I made it to my friend’s home with a new attitude and she suggested we watch Inside Out. After putting up a solid fight on why I should not be spending my Saturday night viewing an animated film, I resisted. And I was wrong. The movie made me laugh and cry, at the same time. It opened my eyes to the emotions that battle inside of me: fear/worry, joy, sadness, disgust, anger. They all want a chance to debut their skills in my life. I realized I have to recognize these feelings and what they mean. I can wallow in fear to protect myself from the unknown or I can fear and stand up to the possibilities. I can be joyful in spite of loneliness or I can choose to let out a good cry and then find the joy in release. I found myself accepting these emotions today and choosing to conquer the ones that were no good. I recognized a fear, prayed to God to help me overcome it, and He did just that and more. It was such a liberating feeling.

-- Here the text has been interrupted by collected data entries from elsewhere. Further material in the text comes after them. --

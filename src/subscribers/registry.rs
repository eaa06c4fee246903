//! # Ordered subscriber registry.
//!
//! [`SubscriberRegistry`] owns the one mutable piece of facade state: the
//! ordered list of subscribers. Insertion order is notification order.
//!
//! ## Rules
//! - Duplicate registration of the same handle is permitted; each
//!   occurrence fires once per notification.
//! - [`SubscriberRegistry::unsubscribe`] removes the **first** occurrence
//!   matching by `Arc` identity; removing an unknown handle is a no-op.
//! - The list is mutated only through `subscribe`/`unsubscribe`; the
//!   dispatch worker only ever takes read-only snapshots.
//!
//! Guarded by a `std::sync::RwLock` so registration stays synchronous and
//! callable from non-async code; critical sections are a push, a scan, or a
//! clone.

use std::sync::RwLock;

use crate::subscribers::SubscriberRef;

/// Ordered, duplicate-permitting list of subscribers.
pub(crate) struct SubscriberRegistry {
    subscribers: RwLock<Vec<SubscriberRef>>,
}

impl SubscriberRegistry {
    /// Creates a registry pre-seeded with `subscribers`, in order.
    pub(crate) fn new(subscribers: Vec<SubscriberRef>) -> Self {
        Self {
            subscribers: RwLock::new(subscribers),
        }
    }

    /// Appends a subscriber to the end of the list.
    pub(crate) fn subscribe(&self, subscriber: SubscriberRef) {
        self.subscribers.write().unwrap().push(subscriber);
    }

    /// Removes the first occurrence of `subscriber` (by `Arc` identity).
    ///
    /// Returns `true` if a registration was removed.
    pub(crate) fn unsubscribe(&self, subscriber: &SubscriberRef) -> bool {
        let mut subs = self.subscribers.write().unwrap();
        match subs.iter().position(|s| SubscriberRef::ptr_eq(s, subscriber)) {
            Some(idx) => {
                subs.remove(idx);
                true
            }
            None => false,
        }
    }

    /// Clones the current list, preserving order.
    ///
    /// The dispatch worker calls this at delivery time, so who gets
    /// notified is decided when the notification runs, not when it was
    /// enqueued.
    pub(crate) fn snapshot(&self) -> Vec<SubscriberRef> {
        self.subscribers.read().unwrap().clone()
    }

    /// Number of live registrations.
    pub(crate) fn len(&self) -> usize {
        self.subscribers.read().unwrap().len()
    }
}
//! # Example: custom_subscriber
//!
//! Demonstrates how to build and attach a custom subscriber.
//!
//! Shows how to:
//! - Implement the [`Subscribe`] trait.
//! - Guard the callback body so a failing sink reports instead of panics
//!   (recommended for any subscriber doing fallible work).
//! - Observe panic isolation: a faulty subscriber does not stop the rest
//!   of the batch.
//!
//! ## Run
//! ```bash
//! cargo run --example custom_subscriber
//! ```

use std::collections::HashMap;
use std::sync::Mutex;

use logvisor::{Config, Logger, Notification, Subscribe, SubscriberFn, NO_CONTEXT};

/// Tallies notifications per category. In real life this could export
/// metrics, ship lines to a collector, or trigger alerts.
struct CategoryMetrics {
    counts: Mutex<HashMap<String, usize>>,
}

impl CategoryMetrics {
    fn new() -> Self {
        Self {
            counts: Mutex::new(HashMap::new()),
        }
    }

    /// The fallible part of the sink, kept separate so the callback can
    /// guard it.
    fn record(&self, category: &str) -> Result<(), String> {
        let mut counts = self.counts.lock().map_err(|e| e.to_string())?;
        *counts.entry(category.to_owned()).or_insert(0) += 1;
        Ok(())
    }
}

#[async_trait::async_trait]
impl Subscribe for CategoryMetrics {
    async fn on_log(&self, n: &Notification) {
        // Guard the body: a failing sink reports and moves on.
        let category = n.category().unwrap_or("uncategorized");
        if let Err(err) = self.record(category) {
            eprintln!("[metrics] failed to record '{category}': {err}");
        }
    }

    fn name(&self) -> &str {
        "category-metrics"
    }
}

#[tokio::main(flavor = "current_thread")]
async fn main() -> anyhow::Result<()> {
    let logger = Logger::new(Config::default(), Vec::new());

    let metrics = std::sync::Arc::new(CategoryMetrics::new());
    logger.subscribe(metrics.clone());

    // A deliberately faulty neighbor: with the default
    // `Config::isolate_panics`, its panic is contained and the metrics
    // subscriber still sees every notification.
    logger.subscribe(SubscriberFn::arc("faulty", |_n: Notification| async {
        panic!("demo subscriber failure");
    }));

    logger.l("User logged in", NO_CONTEXT, Some("auth"))?;
    logger.e("password rejected", NO_CONTEXT, Some("auth"))?;
    logger.i("Cache cleared", NO_CONTEXT, None)?;
    logger.flush().await;

    println!("\ncategory tallies:");
    for (category, count) in metrics.counts.lock().unwrap().iter() {
        println!("  {category}: {count}");
    }

    logger.close().await;
    Ok(())
}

I want to be able to channel God’s purpose in every area of my life. I am recognizing him for the seemingly small details like making me cross paths with someone just in time to offer a smile or hug. There is not one thing that He does by accident. He is an intentional God who has designed every facet of your life for something greater than yourself. Nothing is about your own accomplishments. Life is about what you will accomplish for Him. Think about what you are doing, who it is affecting and how you can improve to make a positive impact on someone else.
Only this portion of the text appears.